While ShipBob isn’t signing leases, it is competing for space in warehouses that are now sitting on much more valuable property than they were a year ago. ShipBob CEO Dhruv Saxena said that his company has to be in areas like Southern California and Louisville, Kentucky, a major transportation and logistics hub, despite the rapid increase in prices.
“We have to find ways of placing inventory closer to the end customer even if it comes at a lower margin for us,” Saxena said in an interview late last month after his company raised $200 million at a valuation topping $1 billion.
ShipBob competes directly with a number of fulfillment outsourcing start-ups, including ShipMonk, Deliverr and Shippo. Those four companies have raised almost $900 million combined in the past year.
Not just Amazon
Saxena said a major reason smaller retailers turn to ShipBob is to avoid the costs and hassle of finding fulfillment space and hiring the requisite workers. He likened it to companies outsourcing their computing and data storage needs to Amazon Web Services and paying for how much capacity they use rather than leasing their own data centers.
“The same math applies,” Saxena said. “I can open a warehouse, hire people and rig the software or I can convert those fixed costs into variable costs where I pay on a transaction basis.”
Nate Faust is in the very early stages of building Olive, an e-commerce start-up that’s working with brands to offer more sustainable packaging and delivery options by using recycled boxing materials and bundling items.
Olive opened its first two 30,000 square foot warehouses last year, one in New Jersey and the other in Southern California. Faust, who previously co-founded Jet.com and then worked at Walmart after the acquisition, said if he were entering those leases today, they’d easily be 10% to 15% higher.
Olive isn’t actively in the market for more fulfillment centers and doesn’t face a lease renewal until February, but Faust said start-ups have to be opportunistic. He’s working with real estate firm JLL, which he said is constantly on the prowl for attractive space.
“We have them looking all the time because industrial space is so tight right now,” Faust said. “If we find something perfect for what we’re looking for, it’s not unreasonable to have overlapping leases.”
Vik Chawla, a partner at venture firm Fifth Wall, which invests in property technologies, said the challenges in the real estate market are driving more emerging brands and sellers to the outsourcing model.

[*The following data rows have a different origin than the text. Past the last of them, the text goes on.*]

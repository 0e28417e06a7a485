// ============================================================
// Layer 6 — Infrastructure Layer
// ============================================================
// Everything that writes to the output directory:
//
//   checkpoint.rs — best-model weights via Burn's CompactRecorder,
//                   plus the JSON configs needed to rebuild it
//
//   metrics.rs    — one CSV row per validation round
//
//   preview.rs    — 4x5 grayscale PNG grid of dataset samples
//
// Reference: Burn Book §5 (Checkpointing)

/// Model checkpoint saving and loading
pub mod checkpoint;

/// Validation metrics CSV logger
pub mod metrics;

/// Sample preview grid
pub mod preview;
// ============================================================
// Layer 3 — Domain Layer
// ============================================================
// Plain Rust types describing the dataset the classifier is
// trained on, plus the traits other layers implement.
//
// Rules for this layer:
//   - NO Burn framework types
//   - NO file I/O
//   - Only structs, enums, and traits
//
// Reference: Rust Book §5 (Structs), §10 (Traits)

// Dataset header, samples, and the in-memory image set
pub mod sample;

// Core abstractions (traits) that other layers implement
pub mod traits;
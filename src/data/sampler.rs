// ============================================================
// Layer 4 — Shuffling and Batch Sampling
// ============================================================
// Two jobs:
//   1. Shuffle a freshly loaded image set so the class blocks
//      written on disk are mixed before anything looks at it.
//   2. Hand the training loop one mini-batch of indices per
//      iteration.
//
// BatchSampler walks a shuffled permutation of every index,
// batch_size at a time. When the permutation is used up it is
// reshuffled, so each pass visits every sample exactly once:
//
//   perm = [4 1 7 0 | 3 6 2 5]   batch_size = 4
//   iter 0 → [4 1 7 0]
//   iter 1 → [3 6 2 5]
//   iter 2 → reshuffle, [6 0 5 2] ...
//
// Uses Fisher-Yates via rand::seq::SliceRandom.
//
// Reference: rand crate documentation

use rand::{rngs::StdRng, seq::SliceRandom, SeedableRng};

/// RNG seeded from `seed` when given, from OS entropy otherwise.
pub fn seeded_rng(seed: Option<u64>) -> StdRng {
    match seed {
        Some(s) => StdRng::seed_from_u64(s),
        None    => StdRng::from_entropy(),
    }
}

/// Shuffle samples in place. Each sample carries its own label,
/// so images and labels stay paired.
pub fn shuffle_samples<T>(samples: &mut [T], rng: &mut StdRng) {
    samples.shuffle(rng);
}

/// Endless source of shuffled mini-batch indices.
pub struct BatchSampler {
    order:      Vec<usize>,
    cursor:     usize,
    batch_size: usize,
    passes:     usize,
    rng:        StdRng,
}

impl BatchSampler {
    /// # Panics
    /// Panics if batch_size is 0 or there are no samples,
    /// since no batch could ever be produced.
    pub fn new(num_samples: usize, batch_size: usize, mut rng: StdRng) -> Self {
        assert!(batch_size > 0, "batch_size must be positive");
        assert!(num_samples > 0, "cannot sample from an empty dataset");

        let mut order: Vec<usize> = (0..num_samples).collect();
        order.shuffle(&mut rng);
        Self { order, cursor: 0, batch_size, passes: 0, rng }
    }

    /// Indices of the next mini-batch.
    /// The last batch of a pass may be shorter than batch_size.
    pub fn next_batch(&mut self) -> Vec<usize> {
        if self.cursor >= self.order.len() {
            self.order.shuffle(&mut self.rng);
            self.cursor = 0;
            self.passes += 1;
        }

        let end   = (self.cursor + self.batch_size).min(self.order.len());
        let batch = self.order[self.cursor..end].to_vec();
        self.cursor = end;
        batch
    }

    /// Completed passes over the data
    pub fn passes(&self) -> usize {
        self.passes
    }
}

“It’s very difficult as a single e-commerce business to try to secure attractive space and run your business,” Chawla said. “The line of people trying to get into industrial buildings is out the door.”
Many tenants occupying that line are traditional big third-party logistics providers (3PLs), like C.H. Robinson and XPO Logistics as well as UPS and FedEx. At the top end of the market, Amazon, Walmart and Target are mopping up space to speed distribution and, in Amazon’s case, to manage fulfillment for its massive marketplace of third-party sellers.

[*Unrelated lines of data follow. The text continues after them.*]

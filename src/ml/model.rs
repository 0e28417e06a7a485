use anyhow::{bail, Result};
use burn::{
    nn::{
        conv::{Conv2d, Conv2dConfig},
        loss::CrossEntropyLossConfig,
        pool::{MaxPool2d, MaxPool2dConfig},
        Dropout, DropoutConfig,
        Linear, LinearConfig,
        PaddingConfig2d,
    },
    prelude::*,
    tensor::activation::relu,
};

// #[derive(Config)] supplies Clone and the serde impls.
#[derive(Config, Debug)]
pub struct ClassifierConfig {
    pub num_classes: usize,
    pub height:      usize,
    pub width:       usize,
    #[config(default = 32)]
    pub conv1_channels: usize,
    #[config(default = 64)]
    pub conv2_channels: usize,
    /// Square kernel side; must be odd for same padding
    #[config(default = 5)]
    pub kernel_size: usize,
    #[config(default = 1024)]
    pub hidden_size: usize,
    #[config(default = 0.5)]
    pub dropout: f64,
}

impl ClassifierConfig {
    /// Reject shapes the network cannot be built for.
    pub fn validate(&self) -> Result<()> {
        if self.num_classes == 0 {
            bail!("num_classes must be positive");
        }
        if self.height < 4 || self.width < 4 {
            bail!(
                "images must be at least 4x4 to survive two 2x2 poolings, got {}x{}",
                self.width, self.height
            );
        }
        if self.kernel_size % 2 == 0 {
            bail!("kernel_size must be odd, got {}", self.kernel_size);
        }
        if self.conv1_channels == 0 || self.conv2_channels == 0 || self.hidden_size == 0 {
            bail!("layer widths must be positive");
        }
        if !(0.0..1.0).contains(&self.dropout) {
            bail!("dropout must be in [0, 1), got {}", self.dropout);
        }
        Ok(())
    }

    /// True when weights saved for `other` load into this network.
    /// Dropout has no parameters and is ignored.
    pub fn same_architecture(&self, other: &ClassifierConfig) -> bool {
        self.num_classes == other.num_classes
            && self.height == other.height
            && self.width == other.width
            && self.conv1_channels == other.conv1_channels
            && self.conv2_channels == other.conv2_channels
            && self.kernel_size == other.kernel_size
            && self.hidden_size == other.hidden_size
    }

    /// Features entering the first dense layer after both poolings.
    pub fn flat_dim(&self) -> usize {
        self.conv2_channels * (self.height / 4) * (self.width / 4)
    }

    pub fn init<B: Backend>(&self, device: &B::Device) -> ImageClassifier<B> {
        let kernel = [self.kernel_size, self.kernel_size];
        let conv1 = Conv2dConfig::new([1, self.conv1_channels], kernel)
            .with_padding(PaddingConfig2d::Same)
            .init(device);
        let conv2 = Conv2dConfig::new([self.conv1_channels, self.conv2_channels], kernel)
            .with_padding(PaddingConfig2d::Same)
            .init(device);
        let pool = MaxPool2dConfig::new([2, 2]).with_strides([2, 2]).init();
        let fc1  = LinearConfig::new(self.flat_dim(), self.hidden_size).init(device);
        let fc2  = LinearConfig::new(self.hidden_size, self.num_classes).init(device);
        let dropout = DropoutConfig::new(self.dropout).init();
        ImageClassifier {
            conv1, conv2, pool, fc1, fc2, dropout,
            flat_dim: self.flat_dim(),
        }
    }
}

/// conv → relu → pool → conv → relu → pool → dense → relu → dropout → dense
#[derive(Module, Debug)]
pub struct ImageClassifier<B: Backend> {
    pub conv1:    Conv2d<B>,
    pub conv2:    Conv2d<B>,
    pub pool:     MaxPool2d,
    pub fc1:      Linear<B>,
    pub fc2:      Linear<B>,
    pub dropout:  Dropout,
    pub flat_dim: usize,
}

impl<B: Backend> ImageClassifier<B> {
    /// images: [batch, 1, height, width] → logits: [batch, num_classes]
    pub fn forward(&self, images: Tensor<B, 4>) -> Tensor<B, 2> {
        let [batch_size, _, _, _] = images.dims();

        let x = self.pool.forward(relu(self.conv1.forward(images)));
        let x = self.pool.forward(relu(self.conv2.forward(x)));
        let x = x.reshape([batch_size, self.flat_dim]);

        let x = self.dropout.forward(relu(self.fc1.forward(x)));
        self.fc2.forward(x)
    }

    /// Cross-entropy loss over the logits, plus the logits for accuracy.
    pub fn forward_loss(
        &self,
        images: Tensor<B, 4>,
        labels: Tensor<B, 1, Int>,
    ) -> (Tensor<B, 1>, Tensor<B, 2>) {
        let logits = self.forward(images);
        let ce = CrossEntropyLossConfig::new().init(&logits.device());
        let loss = ce.forward(logits.clone(), labels);
        (loss, logits)
    }
}
// ============================================================
// Layer 4 — Binary Dataset Loader
// ============================================================
// Reads the packed dataset container:
//
//   offset  size  field
//   0       4     num_classes        (u32, little-endian)
//   4       4     samples_per_class  (u32, little-endian)
//   8       4     width              (u32, little-endian)
//   12      4     height             (u32, little-endian)
//   16      ..    pixels, one width*height block per sample
//
// Labels are implicit (see domain::sample). Anything that does
// not describe exactly num_classes * samples_per_class images is
// rejected instead of being guessed at.
//
// Reference: byteorder crate documentation
//            Rust Book §9 (Error Handling)

use std::{
    fs,
    io::Cursor,
    path::{Path, PathBuf},
};

use anyhow::{Context, Result};
use byteorder::{LittleEndian, ReadBytesExt};
use thiserror::Error;

use crate::domain::sample::{DatasetHeader, ImageSet, Sample};
use crate::domain::traits::SampleSource;

/// Size of the fixed header in bytes
pub const HEADER_LEN: usize = 16;

#[derive(Error, Debug)]
pub enum DatasetError {
    #[error("IO error: {0}")]
    Io(#[from] std::io::Error),

    #[error("File is {len} bytes, shorter than the 16-byte header")]
    TruncatedHeader { len: usize },

    #[error("Header field '{field}' is zero")]
    ZeroDimension { field: &'static str },

    #[error("Header dimensions overflow the address space")]
    HeaderOverflow,

    #[error("Payload of {payload} bytes is not a multiple of the image size {image_size}")]
    RaggedPayload { payload: usize, image_size: usize },

    #[error("Expected {expected} samples (classes × samples per class), found {found}")]
    SampleCountMismatch { expected: usize, found: usize },
}

/// Loads a dataset file from disk.
/// Implements the SampleSource trait from Layer 3.
pub struct BinDatasetLoader {
    path: PathBuf,
}

impl BinDatasetLoader {
    pub fn new(path: impl Into<PathBuf>) -> Self {
        Self { path: path.into() }
    }

    pub fn path(&self) -> &Path {
        &self.path
    }
}

impl SampleSource for BinDatasetLoader {
    fn load(&self) -> Result<ImageSet> {
        let bytes = fs::read(&self.path)
            .with_context(|| format!("Cannot read dataset '{}'", self.path.display()))?;

        let set = parse_dataset(&bytes).map_err(|e| {
            anyhow::anyhow!("Invalid dataset '{}': {}", self.path.display(), e)
        })?;

        tracing::debug!(
            "Loaded '{}': {} classes × {} samples of {}x{}",
            self.path.display(),
            set.header.num_classes,
            set.header.samples_per_class,
            set.header.width,
            set.header.height,
        );
        Ok(set)
    }

    fn describe(&self) -> String {
        self.path.display().to_string()
    }
}

/// Read and parse a dataset file. Samples come back grouped by label;
/// callers shuffle.
pub fn load_training_data(path: impl Into<PathBuf>) -> Result<ImageSet> {
    BinDatasetLoader::new(path).load()
}

/// Decode the 16-byte header.
pub fn parse_header(bytes: &[u8]) -> Result<DatasetHeader, DatasetError> {
    if bytes.len() < HEADER_LEN {
        return Err(DatasetError::TruncatedHeader { len: bytes.len() });
    }

    let mut r = Cursor::new(&bytes[..HEADER_LEN]);
    let header = DatasetHeader {
        num_classes:       r.read_u32::<LittleEndian>()?,
        samples_per_class: r.read_u32::<LittleEndian>()?,
        width:             r.read_u32::<LittleEndian>()?,
        height:            r.read_u32::<LittleEndian>()?,
    };

    for (field, value) in [
        ("num_classes",       header.num_classes),
        ("samples_per_class", header.samples_per_class),
        ("width",             header.width),
        ("height",            header.height),
    ] {
        if value == 0 {
            return Err(DatasetError::ZeroDimension { field });
        }
    }

    Ok(header)
}

/// Parse a complete dataset image held in memory.
pub fn parse_dataset(bytes: &[u8]) -> Result<ImageSet, DatasetError> {
    let header = parse_header(bytes)?;

    let image_size = (header.width as usize)
        .checked_mul(header.height as usize)
        .ok_or(DatasetError::HeaderOverflow)?;
    let expected = (header.num_classes as usize)
        .checked_mul(header.samples_per_class as usize)
        .ok_or(DatasetError::HeaderOverflow)?;

    let payload = &bytes[HEADER_LEN..];
    if payload.len() % image_size != 0 {
        return Err(DatasetError::RaggedPayload { payload: payload.len(), image_size });
    }

    let found = payload.len() / image_size;
    if found != expected {
        return Err(DatasetError::SampleCountMismatch { expected, found });
    }

    let samples = payload
        .chunks_exact(image_size)
        .enumerate()
        .map(|(row, pixels)| Sample::new(pixels.to_vec(), header.label_for_row(row)))
        .collect();

    Ok(ImageSet::new(header, samples))
}

/// Serialise an image set back into the container format.
/// Samples must already be grouped by label in ascending order.
pub fn encode_dataset(set: &ImageSet) -> Vec<u8> {
    let h = &set.header;
    let mut out = Vec::with_capacity(HEADER_LEN + set.len() * h.image_size());
    for v in [h.num_classes, h.samples_per_class, h.width, h.height] {
        out.extend_from_slice(&v.to_le_bytes());
    }
    for s in &set.samples {
        out.extend_from_slice(&s.pixels);
    }
    out
}

// ─── Unit Tests ───────────────────────────────────────────────────────────────
#[cfg(test)]
mod tests {
    use super::*;

    fn raw(classes: u32, per_class: u32, w: u32, h: u32, payload: &[u8]) -> Vec<u8> {
        let mut bytes = Vec::new();
        for v in [classes, per_class, w, h] {
            bytes.extend_from_slice(&v.to_le_bytes());
        }
        bytes.extend_from_slice(payload);
        bytes
    }

    #[test]
    fn test_parses_header_and_labels() {
        // 2 classes × 2 samples of 2x1 pixels
        let bytes = raw(2, 2, 2, 1, &[1, 2, 3, 4, 5, 6, 7, 8]);
        let set   = parse_dataset(&bytes).unwrap();

        assert_eq!(set.header.num_classes, 2);
        assert_eq!(set.header.width, 2);
        assert_eq!(set.len(), 4);
        assert_eq!(set.samples[0].pixels, vec![1, 2]);
        assert_eq!(set.samples[3].pixels, vec![7, 8]);

        let labels: Vec<usize> = set.samples.iter().map(|s| s.label).collect();
        assert_eq!(labels, vec![0, 0, 1, 1]);
    }

    #[test]
    fn test_header_is_little_endian() {
        let mut bytes = vec![0x01, 0x01, 0, 0]; // 257 classes
        bytes.extend_from_slice(&[1, 0, 0, 0, 1, 0, 0, 0, 1, 0, 0, 0]);
        let header = parse_header(&bytes).unwrap();
        assert_eq!(header.num_classes, 257);
    }

    #[test]
    fn test_short_file_is_truncated_header() {
        let err = parse_dataset(&[1, 0, 0]).unwrap_err();
        assert!(matches!(err, DatasetError::TruncatedHeader { len: 3 }));
    }

    #[test]
    fn test_zero_field_is_rejected() {
        let err = parse_dataset(&raw(2, 0, 2, 2, &[])).unwrap_err();
        assert!(matches!(err, DatasetError::ZeroDimension { field: "samples_per_class" }));
    }

    #[test]
    fn test_partial_trailing_image_is_rejected() {
        let err = parse_dataset(&raw(1, 1, 2, 2, &[0, 0, 0, 0, 9])).unwrap_err();
        assert!(matches!(err, DatasetError::RaggedPayload { payload: 5, image_size: 4 }));
    }

    #[test]
    fn test_row_count_must_match_header() {
        // Header promises 2 × 2 = 4 images, payload has 3
        let err = parse_dataset(&raw(2, 2, 1, 1, &[0, 0, 0])).unwrap_err();
        assert!(matches!(err, DatasetError::SampleCountMismatch { expected: 4, found: 3 }));
    }

    #[test]
    fn test_encode_then_parse_preserves_pixels() {
        let bytes = raw(3, 1, 1, 2, &[10, 11, 20, 21, 30, 31]);
        let set   = parse_dataset(&bytes).unwrap();
        assert_eq!(encode_dataset(&set), bytes);
    }

    #[test]
    fn test_loader_reads_file() {
        let dir  = tempfile::tempdir().unwrap();
        let path = dir.path().join("train.bin");
        fs::write(&path, raw(2, 1, 1, 1, &[0, 255])).unwrap();

        let set = BinDatasetLoader::new(&path).load().unwrap();
        assert_eq!(set.samples[1], Sample::new(vec![255], 1));
    }

    #[test]
    fn test_loader_missing_file_errors() {
        let dir = tempfile::tempdir().unwrap();
        let err = BinDatasetLoader::new(dir.path().join("absent.bin")).load().unwrap_err();
        assert!(err.to_string().contains("Cannot read dataset"));
    }
}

Prologis, the largest U.S. owner of industrial real estate, said in a May report that utilization rates, which indicate how much space is being used, reached close to 85%. Vacancy rates are at 4.7%, close to a record low, the company said.
Amazon is the real estate firm’s biggest customer, occupying 22 million square feet, followed by Home Depot at 9 million and then FedEx and UPS, according to Prologis’ latest annual report. Walmart is seventh.
In April, an analyst on Prologis’ earnings call asked what types of clients were most actively pursuing leases.
“E-commerce is a big component of it, but it’s certainly not all about Amazon,” Michael Curless, Prologis’ chief customer officer, said in response. “Certainly, they’re the most active customer. But we’re seeing a lot of activity from the Targets, the Walmarts, Home Depots, and lots of evidence of the Chinese players making their way to the U.S. and Europe as well.”